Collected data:
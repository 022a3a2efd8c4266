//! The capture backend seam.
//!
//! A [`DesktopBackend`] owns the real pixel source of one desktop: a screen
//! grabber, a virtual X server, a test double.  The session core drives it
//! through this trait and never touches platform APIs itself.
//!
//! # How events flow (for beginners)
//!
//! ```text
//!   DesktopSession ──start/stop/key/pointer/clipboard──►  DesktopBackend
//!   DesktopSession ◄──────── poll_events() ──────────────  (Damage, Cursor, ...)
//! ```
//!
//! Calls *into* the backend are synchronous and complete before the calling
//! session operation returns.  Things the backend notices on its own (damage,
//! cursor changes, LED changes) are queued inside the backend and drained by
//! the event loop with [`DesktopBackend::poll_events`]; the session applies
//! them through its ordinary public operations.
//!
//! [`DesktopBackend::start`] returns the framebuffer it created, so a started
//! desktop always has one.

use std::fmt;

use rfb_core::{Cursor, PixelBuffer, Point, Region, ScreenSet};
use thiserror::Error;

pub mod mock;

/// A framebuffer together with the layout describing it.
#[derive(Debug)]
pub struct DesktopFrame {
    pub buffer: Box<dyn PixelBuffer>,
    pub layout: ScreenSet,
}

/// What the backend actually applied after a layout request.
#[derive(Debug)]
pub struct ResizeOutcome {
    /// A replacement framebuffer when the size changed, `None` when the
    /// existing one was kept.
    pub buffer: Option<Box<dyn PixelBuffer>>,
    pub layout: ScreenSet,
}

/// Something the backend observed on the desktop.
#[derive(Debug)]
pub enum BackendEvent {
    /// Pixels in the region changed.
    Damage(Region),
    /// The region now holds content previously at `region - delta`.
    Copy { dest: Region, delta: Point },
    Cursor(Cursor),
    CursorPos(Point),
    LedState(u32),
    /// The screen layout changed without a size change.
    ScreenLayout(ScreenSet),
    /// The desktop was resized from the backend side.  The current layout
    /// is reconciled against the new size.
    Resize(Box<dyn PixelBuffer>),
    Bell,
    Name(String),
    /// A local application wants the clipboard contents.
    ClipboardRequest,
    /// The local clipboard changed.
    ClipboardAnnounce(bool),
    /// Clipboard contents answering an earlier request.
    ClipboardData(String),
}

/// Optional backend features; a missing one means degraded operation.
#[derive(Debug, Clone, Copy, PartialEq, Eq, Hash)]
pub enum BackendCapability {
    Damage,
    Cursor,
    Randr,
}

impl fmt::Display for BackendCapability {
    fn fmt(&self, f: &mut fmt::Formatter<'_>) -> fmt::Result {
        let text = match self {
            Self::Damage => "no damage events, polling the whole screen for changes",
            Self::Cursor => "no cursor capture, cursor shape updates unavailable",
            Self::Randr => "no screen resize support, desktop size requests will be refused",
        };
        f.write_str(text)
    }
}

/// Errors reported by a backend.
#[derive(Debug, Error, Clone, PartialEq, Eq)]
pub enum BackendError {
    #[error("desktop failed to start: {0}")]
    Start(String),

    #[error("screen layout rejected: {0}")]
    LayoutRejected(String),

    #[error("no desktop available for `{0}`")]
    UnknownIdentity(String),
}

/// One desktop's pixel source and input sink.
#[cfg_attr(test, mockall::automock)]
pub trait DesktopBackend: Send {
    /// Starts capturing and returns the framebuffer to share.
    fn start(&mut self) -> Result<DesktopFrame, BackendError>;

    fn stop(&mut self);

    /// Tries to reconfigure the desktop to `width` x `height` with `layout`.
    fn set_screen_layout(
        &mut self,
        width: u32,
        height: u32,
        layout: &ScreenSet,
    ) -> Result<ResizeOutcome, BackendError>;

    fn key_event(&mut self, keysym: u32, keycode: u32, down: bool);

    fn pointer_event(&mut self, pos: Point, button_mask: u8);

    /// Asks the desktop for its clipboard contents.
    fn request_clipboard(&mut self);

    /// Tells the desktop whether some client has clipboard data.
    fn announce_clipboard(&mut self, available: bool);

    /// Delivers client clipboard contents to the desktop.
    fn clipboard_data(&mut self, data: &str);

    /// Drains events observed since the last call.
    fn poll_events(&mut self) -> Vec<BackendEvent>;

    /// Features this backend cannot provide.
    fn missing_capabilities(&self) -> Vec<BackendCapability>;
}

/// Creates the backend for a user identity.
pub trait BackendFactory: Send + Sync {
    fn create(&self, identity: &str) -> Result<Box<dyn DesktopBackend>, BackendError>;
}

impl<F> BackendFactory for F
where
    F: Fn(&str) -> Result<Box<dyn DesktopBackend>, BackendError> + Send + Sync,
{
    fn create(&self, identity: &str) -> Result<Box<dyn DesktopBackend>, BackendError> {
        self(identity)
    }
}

• What is needed
Go line by line through the records above and copy each one containing "struct".

• Task answer
pub struct DesktopFrame {
pub struct ResizeOutcome {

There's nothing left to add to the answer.